Waiting for a long running process to finish up. Started screwing around on the internet and found a useful little application called TweetCloud. It generates a neat looking image-based cloud of your tweets. Here's my tweet cloud. I'm @starbuxman, if you're on that busy network and wanna chat.

November 28, 2009

Spring Batch's MultiResourceItemWriter

If you've ever had to do batch processing, then you know how tedious it can be to write all the infrastructure code surrounding retries and error recovery and usefully handling long running processing and all the other tedium that surrounds a typical batch application. For these types of applications, I use Spring Batch, a batch processing framework from Dave Syer and the fine people at SpringSource.
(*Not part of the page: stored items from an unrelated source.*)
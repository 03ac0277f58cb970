//! Demultiplexing of the engine's single callback.
//!
//! The engine reports phoneme marks, filled buffers, errors and index marks
//! through one `extern "C"` routine, on a thread it owns. [`tts_callback`]
//! finds the [`CallbackRouter`] of the session that registered it (via the
//! callback parameter given at startup), [`dispatch`] classifies the message
//! and the router runs the matching handler.

use crate::{
    capture::{CaptureSession, Drained},
    event::{Event, EventBus},
    native::MessageKinds,
    phoneme::{self, PhonemeEvent},
};
use lazy_static::lazy_static;
use std::collections::HashMap;
use std::os::raw::{c_int, c_uint};
use std::panic::{self, AssertUnwindSafe};
use std::sync::atomic::{AtomicU32, AtomicU64, Ordering};
use std::sync::{Arc, Mutex, MutexGuard, RwLock};

/// Caller-supplied phoneme observer.
pub type PhonemeListener = Arc<dyn Fn(PhonemeEvent) + Send + Sync>;

/// What a callback invocation is about.
#[derive(Clone, Copy, Debug, PartialEq, Eq)]
pub enum MessageKind {
    Phoneme,
    BufferFilled,
    Error,
    Index,
    Unknown,
}

impl MessageKinds {
    pub fn classify(&self, message: u32) -> MessageKind {
        if message == self.phoneme {
            MessageKind::Phoneme
        } else if message == self.buffer {
            MessageKind::BufferFilled
        } else if message == self.error {
            MessageKind::Error
        } else if message == self.index {
            MessageKind::Index
        } else {
            MessageKind::Unknown
        }
    }
}

/// Outcome of classifying one callback invocation.
#[derive(Clone, Copy, Debug, PartialEq, Eq)]
pub enum Routed {
    Phoneme(PhonemeEvent),
    BufferFilled,
    /// `kind` is the engine's error class, `code` the accompanying status.
    ErrorObserved { kind: i32, code: i32 },
    /// Index marks and message kinds we don't handle.
    Ignored,
}

/// Classifies a raw callback invocation. Has no side effects.
pub fn dispatch(kinds: &MessageKinds, l_param1: i32, l_param2: i32, message: u32) -> Routed {
    match kinds.classify(message) {
        MessageKind::Phoneme => Routed::Phoneme(phoneme::decode(l_param2)),
        MessageKind::BufferFilled => Routed::BufferFilled,
        MessageKind::Error => Routed::ErrorObserved {
            kind: l_param1,
            code: l_param2,
        },
        MessageKind::Index | MessageKind::Unknown => Routed::Ignored,
    }
}

/// Per-session state the callback thread acts upon.
pub struct CallbackRouter {
    kinds: MessageKinds,
    listener: RwLock<Option<PhonemeListener>>,
    capture: Mutex<Option<CaptureSession>>,
    bus: Option<EventBus>,
    errors_observed: AtomicU64,
}

impl CallbackRouter {
    pub fn new(kinds: MessageKinds, bus: Option<EventBus>) -> Self {
        Self {
            kinds,
            listener: RwLock::new(None),
            capture: Mutex::new(None),
            bus,
            errors_observed: AtomicU64::new(0),
        }
    }

    pub fn kinds(&self) -> &MessageKinds {
        &self.kinds
    }

    pub fn set_listener(&self, listener: Option<PhonemeListener>) {
        match self.listener.write() {
            Ok(mut l) => *l = listener,
            Err(e) => *e.into_inner() = listener,
        }
    }

    fn listener(&self) -> Option<PhonemeListener> {
        match self.listener.read() {
            Ok(l) => l.clone(),
            Err(e) => e.into_inner().clone(),
        }
    }

    /// The capture slot. At most one session lives here at a time.
    pub fn capture(&self) -> MutexGuard<'_, Option<CaptureSession>> {
        self.capture.plock()
    }

    /// Number of engine error messages seen so far.
    pub fn errors_observed(&self) -> u64 {
        self.errors_observed.load(Ordering::Relaxed)
    }

    /// Entry point from the engine thread.
    pub fn route(&self, l_param1: i32, l_param2: i32, message: u32) -> Routed {
        let routed = dispatch(&self.kinds, l_param1, l_param2, message);

        match routed {
            Routed::Phoneme(event) => self.on_phoneme(event),
            Routed::BufferFilled => self.on_buffer_filled(),
            Routed::ErrorObserved { kind, code } => self.on_error(kind, code),
            Routed::Ignored => trace!("Ignoring engine message {message:#x}"),
        }

        routed
    }

    fn on_phoneme(&self, event: PhonemeEvent) {
        trace!("Phoneme {:?} for {}", event.phoneme, event.duration);

        if let Some(listener) = self.listener() {
            listener(event);
        }
        self.publish(Event::Phoneme(event));
    }

    fn on_buffer_filled(&self) {
        // Held across resubmission so the caller never sees a half-reset buffer
        let mut capture = self.capture.plock();

        let Some(session) = capture.as_mut() else {
            warn!("Buffer message without an active capture session");
            return;
        };

        if let Some(Drained { bytes, full }) = session.on_buffer_filled() {
            self.publish(Event::BufferDrained { bytes, full });
        }
    }

    fn on_error(&self, kind: i32, code: i32) {
        self.errors_observed.fetch_add(1, Ordering::Relaxed);
        warn!("Engine reported error (kind {kind}, status {code:#x})");
        self.publish(Event::EngineError { kind, code });
    }

    fn publish(&self, event: Event) {
        if let Some(bus) = &self.bus {
            bus.send(event);
        }
    }
}

lazy_static! {
    static ref ROUTERS: Mutex<HashMap<u32, Arc<CallbackRouter>>> = Mutex::new(HashMap::new());
}

static NEXT_ROUTER_ID: AtomicU32 = AtomicU32::new(1);

/// Makes `router` reachable from [`tts_callback`] and returns its callback parameter.
pub fn register(router: Arc<CallbackRouter>) -> u32 {
    let id = NEXT_ROUTER_ID.fetch_add(1, Ordering::Relaxed);
    ROUTERS.plock().insert(id, router);
    id
}

pub fn unregister(id: u32) -> Option<Arc<CallbackRouter>> {
    ROUTERS.plock().remove(&id)
}

/// The routine registered with `TextToSpeechStartupEx`.
///
/// Never unwinds into the engine: panics raised by handlers or listeners are
/// caught and logged.
pub extern "C" fn tts_callback(
    l_param1: c_int,
    l_param2: c_int,
    callback_parameter: c_uint,
    message: c_uint,
) {
    let router = ROUTERS.plock().get(&callback_parameter).cloned();

    let Some(router) = router else {
        trace!("Engine message {message:#x} for unknown session {callback_parameter}");
        return;
    };

    let result = panic::catch_unwind(AssertUnwindSafe(|| {
        router.route(l_param1, l_param2, message);
    }));

    if result.is_err() {
        error!("Panic while handling engine message {message:#x}");
    }
}

pub trait PoisonlessLock<T> {
    fn plock(&self) -> MutexGuard<'_, T>;
}

impl<T> PoisonlessLock<T> for Mutex<T> {
    fn plock(&self) -> MutexGuard<'_, T> {
        match self.lock() {
            Ok(l) => l,
            Err(e) => e.into_inner(),
        }
    }
}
The basic idea is that you setup jobs that have steps, that have tasklets. This the normal use case, but by no means the only one. You use jobs and steps to string together sequences of processing input and writing to output via a reader and a writer. Spring Batch has implementations for both reading and writing that will likely meet most of your needs: XML, files, streams, databases, etc. There's so much interesting stuff here, so of course I humbly recommend you take a crack at the documentation or read my book, Spring Enterprise Recipes.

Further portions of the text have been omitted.